これも未登記建物を解体した時と同じように、直接市町村役場へ届出を提出してしまえば良い。
例えば仙北市の場合、「未登記家屋名義変更届出」と言う書面が用意されている。これは買主側が提出しても、売主側が提出してもどちらでも良いらしく、また押印の必要もない。ただし、市町村によって取扱いは異なると思われるので、事前に問い合せは必要か。
建物を解体したら忘れずに
売買の場合は、登記がからむ事が多いと思うし、プロ(不動産業者や司法書士)が間に入る事がほとんどだろうから、それほど問題はないと思うが、解体に関しては、手続きを忘れてしまう事もありそう。

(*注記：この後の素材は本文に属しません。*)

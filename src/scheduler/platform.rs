//! Platform collaborators
//!
//! The scheduler decides; the platform acts. Clock reads, per-CPU
//! preemption timers, inter-processor reschedule requests, the idle/busy
//! bookkeeping of the MP layer, the actual context switch and the
//! wait-queue priority propagation are all supplied by the embedding
//! kernel through these traits.
//!
//! All methods are called with the global scheduler lock held and must not
//! call back into the scheduler.

use super::types::{AspaceId, CpuMask, CpuNum, PropagatePi, SchedTime, Tid};

/// Monotonic time source.
pub trait Clock {
    fn now(&self) -> SchedTime;
}

/// Per-CPU one-shot preemption timer.
pub trait PreemptTimer {
    /// Arm (or re-arm) the preemption timer of `cpu` for `deadline`.
    /// `SCHED_TIME_INFINITE` disarms it.
    fn preempt_reset(&self, cpu: CpuNum, deadline: SchedTime);

    /// Whether the preemption timer of `cpu` is armed.
    fn preempt_armed(&self, cpu: CpuNum) -> bool;
}

/// Multiprocessor state.
pub trait Mp {
    /// CPUs currently accepting threads.
    fn active_cpu_mask(&self) -> CpuMask;

    fn set_cpu_active(&self, cpu: CpuNum, active: bool);

    /// Ask every CPU in `mask` to reschedule.
    fn reschedule_ipi(&self, mask: CpuMask);

    fn set_cpu_busy(&self, cpu: CpuNum);

    fn set_cpu_idle(&self, cpu: CpuNum);
}

/// Low-level switch between threads on one CPU.
pub trait ContextSwitch {
    fn switch_address_space(&self, cpu: CpuNum, from: AspaceId, to: AspaceId);

    fn switch_context(&self, cpu: CpuNum, prev: Tid, next: Tid);
}

/// Wait-queue side of priority inheritance.
pub trait WaitQueueHook {
    /// A thread blocked in a wait queue changed priority.
    fn update_priority_if_blocked(&self, tid: Tid, original_priority: i32, propagate: PropagatePi);
}

/// Everything the scheduler needs from the platform.
pub trait Platform: Clock + PreemptTimer + Mp + ContextSwitch + WaitQueueHook {}

impl<T> Platform for T where T: Clock + PreemptTimer + Mp + ContextSwitch + WaitQueueHook {}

私は、未登記建物の売買について届出を忘れていたので、前所有者に固定資産税が課税されてしまった事がある。売主、買主ともに身内(グループ会社)だったので問題にはならなかったが、これが個人のお客さんだったら、謝りに行っただろう。
登記済みの建物の建物滅失登記を申請する場合、解体業者に「解体証明書」を作成してもらい、それを添付して登記申請する。だから、解体業者も建物滅失登記の事はわかっているだろう。
親切な業者ならば、こちらから何も言わなくても解体証明書をくれたり、役所への届出を促してくれるだろうが、なかにはこちらから請求しないと証明書をくれない業者もいる。
素人にはちょっと手間かもしれないが、建物の解体をしたら、登記または届出を忘れないように気を付けないといけない。と、同時に毎年贈られてくる固定資産税課税明細をしっかり見て、すでに解体されている建物が明細に載っていなか等、確認した方が良い。
役所と言っても業務を行っているのは人間なので、普通にミスはあり得るし、意外とこちらのお願いとかも聞いてくれる。疑問に思うことは、丁寧に質問してあげたら良い。特に、税金を扱う部署と言うのは、一番クレームやら暴言を受ける部署らしいので、すごく丁寧に対応してくれる。※相手が丁寧だからと、こちらが横柄になってはもちろんダメ。やられて嫌な事はしないが基本。
建物を解体したら登記申請又は届出をしておかないと、来年度以降も固定資産税が課税されてしまう。誤って課税された場合、さらに次の年からの課税から外して貰う事は簡単だが、今年分として一度課税されてしまったらそれをひっくり返す(返却して貰う)のは困難。